In the summer of 1941, 92nd S/L Rgt transferred to a new 70th AA Bde in 4th AA Division. Then in October 557th Bty was attached directly to 5 AA Group (which had replaced 4th AA Division), and on 20 February 1943 it was formally detached from 92 S/L Rgt and became an independent mobile unit in 21st Army Group.

==Independent battery==
On 1 June 1943 the battery was at Toft Hall Camp in Cheshire, where it came under command of the newly formed 76th AA Bde HQ at nearby Peover Hall at Knutsford, which was training for the planned invasion of Normandy (Operation Overlord). Mobile S/L units had their own Royal Electrical and Mechanical Engineers (REME) detachments, and 'N' S/L Battery Workshop was formed on 18 May 1943 at the REME Mobilisation and Holding Centre, Bestwood Camp, Arnold, Nottinghamshire. It was formally designated 557 S/L Battery Workshop on 3 June and mobilised for overseas service on 29 June.

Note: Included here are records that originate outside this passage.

pub mod bootstrap;
pub mod config;
pub mod error;
pub mod identity;
pub mod logging;
pub mod models;

pub use config::Config;
pub use error::{ConfigError, Result};
pub use identity::ProxyIdentity;
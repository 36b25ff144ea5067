use config::{Config as ConfigBuilder, ConfigError, Environment, File};
use serde::{Deserialize, Serialize};
use std::path::Path;
use std::time::Duration;

/// Application configuration
#[derive(Debug, Clone, Default, Serialize, Deserialize)]
#[serde(default)]
pub struct Config {
    pub redis: RedisConfig,
    pub proxy: ProxyConfig,
    pub heartbeat: HeartbeatConfig,
    pub cache: CacheConfig,
    pub bus: BusConfig,
    pub logging: LoggingConfig,
}

#[derive(Debug, Clone, Serialize, Deserialize)]
#[serde(default)]
pub struct RedisConfig {
    pub url: String,
    /// Namespace for every key and channel this layer touches
    pub key_prefix: String,
    /// Upper bound for a single store round-trip
    pub operation_timeout_ms: u64,
}

impl Default for RedisConfig {
    fn default() -> Self {
        Self {
            url: "redis://127.0.0.1:6379".to_string(),
            key_prefix: "redisbungee".to_string(),
            operation_timeout_ms: 2_000,
        }
    }
}

impl RedisConfig {
    #[must_use]
    pub const fn operation_timeout(&self) -> Duration {
        Duration::from_millis(self.operation_timeout_ms)
    }
}

/// Identity of this proxy. No defaults: both ids must come from the host.
#[derive(Debug, Clone, Default, Serialize, Deserialize)]
#[serde(default)]
pub struct ProxyConfig {
    pub proxy_id: String,
    pub network_id: String,
}

#[derive(Debug, Clone, Serialize, Deserialize)]
#[serde(default)]
pub struct HeartbeatConfig {
    pub interval_ms: u64,
    /// Heartbeat key TTL is `interval * ttl_multiplier`
    pub ttl_multiplier: u32,
    /// Reconcile the stored player set with local state every N ticks (0 = never)
    pub reconcile_every_ticks: u32,
}

impl Default for HeartbeatConfig {
    fn default() -> Self {
        Self {
            interval_ms: 1_000,
            ttl_multiplier: 3,
            reconcile_every_ticks: 60,
        }
    }
}

impl HeartbeatConfig {
    #[must_use]
    pub const fn interval(&self) -> Duration {
        Duration::from_millis(self.interval_ms)
    }

    #[must_use]
    pub fn key_ttl(&self) -> Duration {
        self.interval() * self.ttl_multiplier
    }

    /// Age after which any observer considers a proxy dead: two intervals.
    #[must_use]
    pub fn staleness_threshold(&self) -> Duration {
        self.interval() * 2
    }
}

#[derive(Debug, Clone, Serialize, Deserialize)]
#[serde(default)]
pub struct CacheConfig {
    pub player_ttl_ms: u64,
    pub aggregate_ttl_ms: u64,
    pub max_capacity: u64,
    /// How long an expired entry is kept around as last-known-good data
    /// for degraded mode
    pub stale_retention_ms: u64,
}

impl Default for CacheConfig {
    fn default() -> Self {
        Self {
            player_ttl_ms: 30_000,
            aggregate_ttl_ms: 2_000,
            max_capacity: 100_000,
            stale_retention_ms: 600_000,
        }
    }
}

impl CacheConfig {
    #[must_use]
    pub const fn player_ttl(&self) -> Duration {
        Duration::from_millis(self.player_ttl_ms)
    }

    #[must_use]
    pub const fn aggregate_ttl(&self) -> Duration {
        Duration::from_millis(self.aggregate_ttl_ms)
    }

    #[must_use]
    pub const fn stale_retention(&self) -> Duration {
        Duration::from_millis(self.stale_retention_ms)
    }
}

#[derive(Debug, Clone, Serialize, Deserialize)]
#[serde(default)]
pub struct BusConfig {
    /// Reply deadline for network-wide requests
    pub request_deadline_ms: u64,
    /// First resubscribe delay after the subscription drops; doubles per
    /// failed attempt up to `reconnect_max_ms`
    pub reconnect_initial_ms: u64,
    pub reconnect_max_ms: u64,
}

impl Default for BusConfig {
    fn default() -> Self {
        Self {
            request_deadline_ms: 500,
            reconnect_initial_ms: 1_000,
            reconnect_max_ms: 30_000,
        }
    }
}

impl BusConfig {
    #[must_use]
    pub const fn request_deadline(&self) -> Duration {
        Duration::from_millis(self.request_deadline_ms)
    }

    #[must_use]
    pub const fn reconnect_initial(&self) -> Duration {
        Duration::from_millis(self.reconnect_initial_ms)
    }

    #[must_use]
    pub const fn reconnect_max(&self) -> Duration {
        Duration::from_millis(self.reconnect_max_ms)
    }
}

#[derive(Debug, Clone, Serialize, Deserialize)]
#[serde(default)]
pub struct LoggingConfig {
    pub level: String,
    pub format: String, // "json" or "pretty"
    pub file_path: Option<String>,
}

impl Default for LoggingConfig {
    fn default() -> Self {
        Self {
            level: "info".to_string(),
            format: "pretty".to_string(),
            file_path: None,
        }
    }
}

impl Config {
    /// Load configuration from file and environment variables
    ///
    /// Priority order:
    /// 1. Environment variables (highest priority)
    /// 2. Config file
    /// 3. Default values (lowest priority)
    pub fn load(config_file: Option<&str>) -> Result<Self, ConfigError> {
        let mut builder = ConfigBuilder::builder();

        if let Some(path) = config_file {
            if Path::new(path).exists() {
                builder = builder.add_source(File::with_name(path));
            }
        }

        // REDISBUNGEE_PROXY__PROXY_ID, REDISBUNGEE_HEARTBEAT__INTERVAL_MS, ...
        builder = builder.add_source(
            Environment::with_prefix("REDISBUNGEE")
                .prefix_separator("_")
                .separator("__")
                .try_parsing(true),
        );

        let config = builder.build()?;
        config.try_deserialize()
    }

    /// Load from environment variables only
    pub fn from_env() -> Result<Self, ConfigError> {
        Self::load(None)
    }

    /// Load from file path
    pub fn from_file(path: &str) -> Result<Self, ConfigError> {
        Self::load(Some(path))
    }

    /// Check every section, collecting all problems instead of stopping at
    /// the first one.
    pub fn validate(&self) -> Result<(), Vec<String>> {
        let mut errors = Vec::new();

        if self.redis.url.trim().is_empty() {
            errors.push("redis.url must not be empty".to_string());
        }
        if self.redis.key_prefix.contains(':') || self.redis.key_prefix.trim().is_empty() {
            errors.push("redis.key_prefix must be non-empty and must not contain ':'".to_string());
        }
        if self.redis.operation_timeout_ms == 0 {
            errors.push("redis.operation_timeout_ms must be greater than 0".to_string());
        }
        if self.proxy.proxy_id.trim().is_empty() {
            errors.push("proxy.proxy_id is required".to_string());
        }
        if self.proxy.network_id.trim().is_empty() {
            errors.push("proxy.network_id is required".to_string());
        }
        if self.heartbeat.interval_ms == 0 {
            errors.push("heartbeat.interval_ms must be greater than 0".to_string());
        }
        if self.heartbeat.ttl_multiplier < 2 {
            errors.push(format!(
                "heartbeat.ttl_multiplier must be at least 2 (got {})",
                self.heartbeat.ttl_multiplier
            ));
        }
        if self.cache.player_ttl_ms == 0 || self.cache.aggregate_ttl_ms == 0 {
            errors.push("cache TTLs must be greater than 0".to_string());
        }
        if self.cache.aggregate_ttl_ms > self.cache.player_ttl_ms {
            errors.push("cache.aggregate_ttl_ms must not exceed cache.player_ttl_ms".to_string());
        }
        if self.cache.max_capacity == 0 {
            errors.push("cache.max_capacity must be greater than 0".to_string());
        }
        if self.bus.request_deadline_ms == 0 {
            errors.push("bus.request_deadline_ms must be greater than 0".to_string());
        }
        if self.bus.reconnect_initial_ms == 0
            || self.bus.reconnect_max_ms < self.bus.reconnect_initial_ms
        {
            errors.push(
                "bus.reconnect_initial_ms must be > 0 and not exceed bus.reconnect_max_ms"
                    .to_string(),
            );
        }
        if !matches!(self.logging.format.as_str(), "json" | "pretty") {
            errors.push(format!(
                "logging.format must be 'json' or 'pretty' (got '{}')",
                self.logging.format
            ));
        }

        if errors.is_empty() {
            Ok(())
        } else {
            Err(errors)
        }
    }

    /// Get Redis URL
    #[must_use]
    pub fn redis_url(&self) -> &str {
        &self.redis.url
    }
}
use thiserror::Error;

/// Startup-time configuration failures. Always fatal.
#[derive(Error, Debug)]
pub enum ConfigError {
    #[error("Failed to load configuration: {0}")]
    Load(#[from] config::ConfigError),

    #[error("Missing required setting: {0}")]
    Missing(&'static str),

    #[error("Invalid configuration: {}", .0.join("; "))]
    Invalid(Vec<String>),
}

pub type Result<T> = std::result::Result<T, ConfigError>;
pub mod adapter;
pub mod cache;
pub mod error;
pub mod health;
pub mod node;
pub mod presence;
pub mod store;
pub mod sync;

pub use adapter::{LoggingAdapter, PlayerLifecycle, ProxyAdapter};
pub use cache::{Cached, Freshness, LocalCache};
pub use error::{Error, Result};
pub use health::{HealthStatus, HealthTracker};
pub use node::PresenceNode;
pub use presence::{ClaimAck, HeartbeatLoop, PresenceRegistry};
pub use store::{KeySpace, MemoryStore, RedisStore, StoreClient};
pub use sync::{Envelope, EnvelopeKind, MessageBus, PluginMessage, PresenceEvent};
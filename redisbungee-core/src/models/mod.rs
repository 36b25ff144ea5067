pub mod id;
pub mod player;

pub use id::{generate_id, NetworkId, PlayerId, ProxyId};
pub use player::{PlayerMetadata, PlayerRecord, ProxyRecord};
use anyhow::Result;
use clap::Parser;
use std::sync::Arc;
use tracing::{error, info, warn};

use redisbungee_cluster::{LoggingAdapter, PresenceNode, RedisStore};
use redisbungee_core::{
    bootstrap::{ensure_valid, load_config},
    logging, ProxyIdentity,
};

#[derive(Parser, Debug)]
#[command(name = "redisbungee")]
#[command(about = "Network-wide player presence for a fleet of proxies", long_about = None)]
struct Args {
    /// Config file (YAML, TOML or JSON)
    #[arg(long, short = 'c')]
    config: Option<String>,

    /// This proxy's id (defaults to the configured value, then the hostname)
    #[arg(long, env = "PROXY_ID")]
    proxy_id: Option<String>,

    /// Network this proxy belongs to
    #[arg(long, env = "NETWORK_ID")]
    network_id: Option<String>,
}

/// Hostname of this machine, used when no proxy id is configured
fn default_proxy_id() -> Option<String> {
    hostname::get().ok().and_then(|h| h.into_string().ok())
}

#[tokio::main]
async fn main() -> Result<()> {
    let args = Args::parse();

    // 1. Load configuration, CLI flags win
    let mut config = load_config(args.config.as_deref())?;
    if let Some(proxy_id) = args.proxy_id {
        config.proxy.proxy_id = proxy_id;
    }
    if let Some(network_id) = args.network_id {
        config.proxy.network_id = network_id;
    }
    if config.proxy.proxy_id.trim().is_empty() {
        if let Some(hostname) = default_proxy_id() {
            config.proxy.proxy_id = hostname;
        }
    }

    // 2. Initialize logging
    logging::init_logging(&config.logging)?;

    // 3. Fail fast on misconfiguration
    ensure_valid(&config)?;
    let identity = ProxyIdentity::from_config(&config.proxy)?;
    info!(
        proxy_id = %identity.proxy_id(),
        network_id = %identity.network_id(),
        "RedisBungee starting..."
    );

    // 4. Connect to Redis
    let store = RedisStore::connect(&config.redis.url, config.redis.operation_timeout())
        .await
        .map_err(|e| {
            error!("Failed to connect to Redis: {}", e);
            anyhow::anyhow!("Redis connection failed: {e}")
        })?;
    info!("Connected to Redis");

    // 5. Join the network
    let node = PresenceNode::new(&config, identity, Arc::new(store), Arc::new(LoggingAdapter))?;
    node.start().await?;

    // 6. Run until asked to stop
    shutdown_signal().await;
    info!("Shutdown signal received, leaving the network...");

    if let Err(e) = node.shutdown().await {
        warn!("Unclean shutdown, claims will expire on their own: {}", e);
    }
    info!("RedisBungee stopped");
    Ok(())
}

/// Wait for a shutdown signal (SIGTERM or SIGINT/Ctrl+C)
async fn shutdown_signal() {
    let ctrl_c = async {
        if let Err(e) = tokio::signal::ctrl_c().await {
            error!("Failed to install Ctrl+C handler: {}", e);
            std::future::pending::<()>().await;
        }
    };

    #[cfg(unix)]
    let terminate = async {
        match tokio::signal::unix::signal(tokio::signal::unix::SignalKind::terminate()) {
            Ok(mut signal) => {
                signal.recv().await;
            }
            Err(e) => {
                error!("Failed to install SIGTERM handler: {}", e);
                std::future::pending::<()>().await;
            }
        }
    };

    #[cfg(not(unix))]
    let terminate = std::future::pending::<()>();

    tokio::select! {
        () = ctrl_c => { info!("Received Ctrl+C"); }
        () = terminate => { info!("Received SIGTERM"); }
    }
}
#[cfg(test)]
mod tests {
    use super::*;
    use crate::store::MemoryStore;
    use crate::sync::events::{PluginMessage, RunCommand};

    struct Recorder {
        seen: Mutex<Vec<Envelope>>,
        resubscribed: Mutex<usize>,
    }

    impl Recorder {
        fn new() -> Arc<Self> {
            Arc::new(Self {
                seen: Mutex::new(Vec::new()),
                resubscribed: Mutex::new(0),
            })
        }
    }

    #[async_trait]
    impl EnvelopeHandler for Recorder {
        async fn handle(&self, envelope: &Envelope) {
            self.seen.lock().push(envelope.clone());
        }

        async fn on_resubscribed(&self) {
            *self.resubscribed.lock() += 1;
        }
    }

    struct FixedCount(u64);

    #[async_trait]
    impl QueryResponder for FixedCount {
        async fn answer(&self, query: Query) -> Result<QueryReply> {
            match query {
                Query::PlayerCount => Ok(QueryReply::PlayerCount { count: self.0 }),
            }
        }
    }

    fn bus(store: &MemoryStore, proxy: &str, network: &str) -> Arc<MessageBus> {
        Arc::new(
            MessageBus::new(
                Arc::new(store.clone()),
                ProxyIdentity::new(proxy, network).unwrap(),
                "test",
                Arc::new(HealthTracker::new()),
            )
            .with_reconnect_backoff(Duration::from_millis(20), Duration::from_millis(100)),
        )
    }

    async fn settle() {
        tokio::time::sleep(Duration::from_millis(50)).await;
    }

    #[tokio::test]
    async fn test_dispatch_by_kind_and_origin() {
        let store = MemoryStore::new();
        let a = bus(&store.connect(), "proxy-a", "main");
        let b = bus(&store.connect(), "proxy-b", "main");

        let recorder = Recorder::new();
        a.register(EnvelopeKind::RunCommand, recorder.clone());
        b.register(EnvelopeKind::RunCommand, recorder.clone());
        a.start().await.unwrap();
        b.start().await.unwrap();

        let command = RunCommand {
            target: None,
            command: "alert hello".into(),
        };
        let envelope = Envelope::json(EnvelopeKind::RunCommand, &b.identity, &command).unwrap();
        b.publish(&envelope).await.unwrap();
        settle().await;

        // Only proxy-a receives it; proxy-b ignores its own envelope
        let seen = recorder.seen.lock().clone();
        assert_eq!(seen, vec![envelope]);
    }

    #[tokio::test]
    async fn test_other_network_and_garbage_are_ignored() {
        let store = MemoryStore::new();
        let main = bus(&store, "proxy-a", "main");
        let recorder = Recorder::new();
        main.register(EnvelopeKind::PluginMessage, recorder.clone());
        main.start().await.unwrap();

        let channel = main.keys().channel_messages();
        store.publish(&channel, b"not an envelope").await.unwrap();

        let other = ProxyIdentity::new("proxy-x", "other").unwrap();
        let message = PluginMessage {
            channel: "c".into(),
            data: Bytes::from_static(b"d"),
        };
        let foreign = Envelope::new(EnvelopeKind::PluginMessage, &other, message.encode().unwrap());
        store
            .publish(&channel, &foreign.encode().unwrap())
            .await
            .unwrap();

        // Subscriber keeps working after both
        let peer = ProxyIdentity::new("proxy-b", "main").unwrap();
        let valid = Envelope::new(EnvelopeKind::PluginMessage, &peer, message.encode().unwrap());
        store.publish(&channel, &valid.encode().unwrap()).await.unwrap();
        settle().await;

        assert_eq!(recorder.seen.lock().clone(), vec![valid]);
    }

    #[tokio::test]
    async fn test_request_collects_replies() {
        let store = MemoryStore::new();
        let requester = bus(&store.connect(), "proxy-a", "main");
        let b = bus(&store.connect(), "proxy-b", "main");
        let c = bus(&store.connect(), "proxy-c", "main");
        b.set_responder(Arc::new(FixedCount(3)));
        c.set_responder(Arc::new(FixedCount(4)));
        for bus in [&requester, &b, &c] {
            bus.start().await.unwrap();
        }

        let expected = [ProxyId::from("proxy-b"), ProxyId::from("proxy-c")];
        let started = Instant::now();
        let replies = requester
            .request(Query::PlayerCount, &expected, Duration::from_secs(5))
            .await
            .unwrap();

        // Returns as soon as every peer answered
        assert!(started.elapsed() < Duration::from_secs(1));
        let total: u64 = replies
            .iter()
            .map(|(_, QueryReply::PlayerCount { count })| count)
            .sum();
        assert_eq!(total, 7);
        assert!(requester.pending.is_empty());
    }

    #[tokio::test]
    async fn test_request_with_no_peers() {
        let store = MemoryStore::new();
        let requester = bus(&store, "proxy-a", "main");
        let replies = requester
            .request(Query::PlayerCount, &[], Duration::from_secs(5))
            .await
            .unwrap();
        assert!(replies.is_empty());
    }

    #[tokio::test]
    async fn test_resubscribes_after_outage() {
        let shared = MemoryStore::new();
        let handle = shared.connect();
        let bus = bus(&handle, "proxy-a", "main");
        let recorder = Recorder::new();
        bus.register(EnvelopeKind::Kick, recorder.clone());
        bus.start().await.unwrap();

        handle.set_available(false);
        settle().await;
        assert!(bus.health.is_degraded());

        handle.set_available(true);
        tokio::time::sleep(Duration::from_millis(300)).await;
        assert_eq!(*recorder.resubscribed.lock(), 1);
        assert!(!bus.health.is_degraded());

        let peer = ProxyIdentity::new("proxy-b", "main").unwrap();
        let kick = Envelope::new(EnvelopeKind::Kick, &peer, b"{}".to_vec());
        shared
            .publish(&bus.keys().channel_all(), &kick.encode().unwrap())
            .await
            .unwrap();
        settle().await;
        assert_eq!(recorder.seen.lock().len(), 1);
    }

    #[tokio::test]
    async fn test_publish_after_shutdown_fails() {
        let store = MemoryStore::new();
        let bus = bus(&store, "proxy-a", "main");
        bus.start().await.unwrap();
        bus.shutdown().await;

        let envelope = Envelope::new(EnvelopeKind::ProxyLeaving, &bus.identity, Bytes::new());
        assert!(matches!(bus.publish(&envelope).await, Err(Error::Closed)));
    }
}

It travelled to join the battery at Oulton Park Camp, Tarporley, Cheshire, on 4 August.

557 S/L Battery left Oulton Camp on 3 January 1944, when it moved to Southend-on-Sea. From here its individual Troops went to practise 'Canopy' S/L defences at RAF stations at Bradwell-on-Sea, Coltishall and Twinwood Farm.

76th AA Bde HQ was to be part of the initial assault forces on D-Day, while 557 S/L Bty was among the follow-up units, so in April 1944 it was transferred from 76 AA Bde to 51st AA Defence HQ in 21st Army Group, then to 103rd AA Bde, and finally to 107th AA Bde, which was scheduled to cross to Normandy after D-Day. The battery moved to Nettlebed in Oxfordshire where it was joined by a small signals section of the Royal Corps of Signals in preparation for its mobile role.

==Normandy==

90 cm Projector Anti-Aircraft, as used for 'artificial moonlight', displayed at Fort Nelson, Portsmouth

Finally, 557 S/L Bty embarked at Gosport on 26 July and landed in Normandy the following day, where it came under the command of 100th AA Bde until 107th AA Bde HQ arrived and took over on 12 August. On arrival, A Troop and a section of B Troop were deployed to defend Caen, where a S/L lorry was burnt out by enemy shellfire on 3 August. The remainder of B Troop deployed south of Caen on 10 August.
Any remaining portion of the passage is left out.